**Exercise aim**: Give back exactly the line containing "self.state.read().unwrap().speed" together with all the lines after it, ending at the final line below.

**Provided data**:
------------------------------------------------------------
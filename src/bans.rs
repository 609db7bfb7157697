use std::sync::Arc;

use dashmap::DashSet;

use crate::error::AppResult;
use crate::models::UserId;

/// In-memory mirror of the `banlist` table. The control surface mutates this
/// directly (add/remove); the Event Router only ever reads it.
#[derive(Default)]
pub struct BanSet {
    banned: DashSet<UserId>,
}

impl BanSet {
    pub fn new() -> Arc<Self> {
        Arc::new(Self::default())
    }

    pub async fn load_from_storage(pool: &sqlx::PgPool) -> AppResult<Arc<Self>> {
        let set = Self::new();
        for user_id in crate::db::banlist::list_all(pool).await? {
            set.banned.insert(user_id);
        }
        Ok(set)
    }

    pub fn add(&self, user_id: UserId) {
        self.banned.insert(user_id);
    }

    pub fn remove(&self, user_id: UserId) {
        self.banned.remove(&user_id);
    }

    pub fn contains(&self, user_id: UserId) -> bool {
        self.banned.contains(&user_id)
    }
}

#[cfg(test)]
mod tests {
    use super::*;

    #[test]
    fn add_remove_contains() {
        let bans = BanSet::new();
        assert!(!bans.contains(42));
        bans.add(42);
        assert!(bans.contains(42));
        bans.remove(42);
        assert!(!bans.contains(42));
    }
}
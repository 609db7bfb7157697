use std::collections::HashSet;
use std::sync::{Arc, RwLock};
use std::time::Duration;

use async_trait::async_trait;
use dashmap::DashMap;
use sqlx::PgPool;
use tokio_util::sync::CancellationToken;

use crate::config::{TtsRelayConfig, DEFAULT_SPEAKER_ID};
use crate::db;
use crate::dictionary_cache::DictionaryCache;
use crate::error::ConnectError;
use crate::models::{AutojoinConfig, ChannelId, GuildId, PersistedVcState, QueueItem, SpeakerId, UserId};
use crate::normalize::MentionResolver;
use crate::playback::{self, PlaybackCounters, PlaybackHost};
use crate::queue::QueueCore;
use crate::tts_client::TtsClient;
use crate::voice_transport::{VoiceHandle, VoiceTransport};

/// Backoff between `connectVoice` attempts: 1s, 2s, 4s. Index is clamped so a
/// `maxAttempts` larger than three just repeats the final delay.
const CONNECT_BACKOFF: [Duration; 3] = [Duration::from_secs(1), Duration::from_secs(2), Duration::from_secs(4)];
const DEFAULT_MAX_CONNECT_ATTEMPTS: usize = 3;

/// Resolves mention tokens for a specific guild. The chat-gateway
/// collaborator owns the member/role cache this reads from; the session
/// manager only needs one handed to it per guild when a session is created.
pub trait ResolverProvider: Send + Sync {
    fn resolver_for_guild(&self, guild_id: GuildId) -> Arc<dyn MentionResolver>;
}

/// Out-of-scope collaborator for posting a notification embed to a text
/// channel, used by `autoJoinOnMember`.
#[async_trait]
pub trait NotificationSink: Send + Sync {
    async fn post_notification(&self, channel_id: ChannelId, title: &str, body: &str);
}

/// A voice-state transition for one member, as delivered by the chat
/// gateway. `before_channel`/`after_channel` are `None` when the member
/// wasn't/isn't in any voice channel in this guild.
pub struct VoiceStateChange {
    pub guild_id: GuildId,
    pub user_id: UserId,
    pub display_name: String,
    pub before_channel: Option<ChannelId>,
    pub after_channel: Option<ChannelId>,
}

struct GuildState {
    voice_channel_id: Option<ChannelId>,
    tts_channel_id: Option<ChannelId>,
    voice_handle: Option<Arc<dyn VoiceHandle>>,
    shard: Option<u32>,
    speed: f64,
    resolver: Arc<dyn MentionResolver>,
    cancel: Option<CancellationToken>,
}

/// One guild's session state plus the exclusive lock that serializes every
/// mutation of its voice handle. This is the "connectLock" from the data
/// model — folded into the actor rather than kept as a separate map, since
/// nothing else needs to lock a guild's connect path.
struct GuildActor {
    guild_id: GuildId,
    connect_lock: tokio::sync::Mutex<()>,
    state: RwLock<GuildState>,
}

impl PlaybackHost for GuildActor {
    fn is_connected(&self) -> bool {
        self.state.read().unwrap().voice_handle.is_some()
    }

    fn voice_handle(&self) -> Option<Arc<dyn VoiceHandle>> {
        self.state.read().unwrap().voice_handle.clone()
    }

    fn speed(&self) -> f64 {
        self.state.read().unwrap().speed
    }

    fn shard(&self) -> Option<u32> {
        self.state.read().unwrap().shard
    }

    fn resolver(&self) -> Arc<dyn MentionResolver> {
        self.state.read().unwrap().resolver.clone()
    }
}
------------------------------------------------------------
**Result**:
        self.state.read().unwrap().speed
    }

    fn shard(&self) -> Option<u32> {
        self.state.read().unwrap().shard
    }

    fn resolver(&self) -> Arc<dyn MentionResolver> {
        self.state.read().unwrap().resolver.clone()
    }
}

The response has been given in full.